The results correspond to 1 new case of AF for every 12 patients with RA followed for 10 years after diagnosis.

For stroke, the rates were 7.6 per 1000 person years in patients with RA and 5.7 per 1000 person years in the general population, for an overall increased risk of 30%. Again, the relative risk was highest in the younger age groups but with absolute differences in incidence rates increasing with age.

The finding that the risk of AF and stroke is higher among younger patients with RA, who tend not to have other diseases, suggests that AF and RA are closely connected, said Dr. Lindhardsen. "The finding hints that it is indeed RA disease that can cause an increased risk of AF."

It also confirms the role that inflammation likely plays in AF, he said. If this is the case, controlling inflammation could be key not only to managing joint symptoms in patients with RA, but also to reducing the need for drugs that may have adverse cardiovascular effects.

However, Dr. Lindhardsen noted that the absolute numbers of patients with RA who had AF in the study are "very low" among those younger than age 50 years.
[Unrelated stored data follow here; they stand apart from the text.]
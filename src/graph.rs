//! The type graph: every resource reachable from a set of roots, connected by
//! reference and inheritance edges.

use std::collections::{BTreeMap, BTreeSet, HashSet, VecDeque};
use std::path::Path;

use petgraph::algo::tarjan_scc;
use petgraph::graph::{DiGraph, NodeIndex};
use petgraph::visit::EdgeRef;
use petgraph::Direction;
use serde::Serialize;
use tracing::{debug, trace};

use crate::context::ResolutionContext;
use crate::diagnostics::Diagnostic;
use crate::loader::{is_external, is_url, last_segment};
use crate::node::{build_node, Node, Property};

#[derive(Debug, Clone, Copy, PartialEq, Eq, Hash, PartialOrd, Ord, Serialize)]
#[serde(rename_all = "snake_case")]
pub enum EdgeKind {
    /// `from` lists `to` as an `allOf` supertype.
    Inheritance,
    /// A property of `from` has type `to`.
    Reference,
}

#[derive(Debug, Clone, PartialEq, Eq, Hash, PartialOrd, Ord, Serialize)]
pub struct Edge {
    pub from: String,
    pub to: String,
    pub kind: EdgeKind,
}

/// Nodes keyed by name, edges held by index.
#[derive(Debug, Default)]
pub struct TypeGraph {
    graph: DiGraph<Node, EdgeKind>,
    index: BTreeMap<String, NodeIndex>,
}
The study should serve as a reminder to clinicians that all patients with RA are at increased overall cardiovascular risk, said Dr. Lindhardsen. He stressed that because the stroke risk associated with AF can be reduced significantly with appropriate treatment, diagnosing AF is very important to reduce the burden of cerebrovascular disease.

Current Screening

Current guidelines recommend annual screening for cardiovascular risk factors, which include blood pressure, cholesterol, smoking, age, and gender, in patients with RA. "AF has not been considered in the current screening programs," said Dr. Lindhardsen. "We suggest that it might be a good idea to consider including it."

Dr. Lindhardsen pointed out that screening for AF is easy, inexpensive, and noninvasive. "The simple addition of a pulse check, checking to see if the pulse is irregular, and of course asking patients if this is a problem, could extend the value of the annual screening," he said. It could also lead to follow-up with electrocardiography if needed.

The increased incidence of AF in patients with RA may not be that surprising. Heart failure is strongly associated with AF (and vice versa) and may explain some of this increased risk.

Patients with RA show increased atrial stiffness which is a risk factor for both heart failure and AF. Glucocorticoids and nonsteroidal anti-inflammatory drugs used by many RA patients also are a risk factor for AF.

Reports on the RA-related risk of stroke are conflicting. One recent meta-analysis concluded that the risk for myocardial infarction, but not stroke, was significantly increased in patients with RA, but another study found a 2-fold increased risk for both stroke and MI.

Among the strengths of the study were its large size and the fact that the cohort was "unselected" in that it included all residents of Denmark, said Dr. Lindhardsen.

"Much Ado About Little"

However, asked to comment on the study, Nortin M. Hadler, MD, professor of medicine and attending rheumatologist, University of North Carolina at Chapel Hill, said the study results would not influence the clinical management of his own patients with RA.

That is because Dr. Hadler believes that large administrative data sets such as those used in this study are "seductive for statisticians who enjoy mining data," but are likely to include "irrelevant and irreproducible" and possibly "fallacious" associations.

"That is particularly true when the magnitude of the association is as slight as in this example," Dr. Hadler told Medscape Medical News. "If you follow 1000 patients with RA for a year and 1000 without, only 2 extra cases of AF might occur in the RA group, so I tend to place studies such as this in the 'much ado about very little' category."

His examination of patients with RA already includes a cardiovascular assessment, Dr. Hadler added.

The authors have disclosed no relevant financial relationships.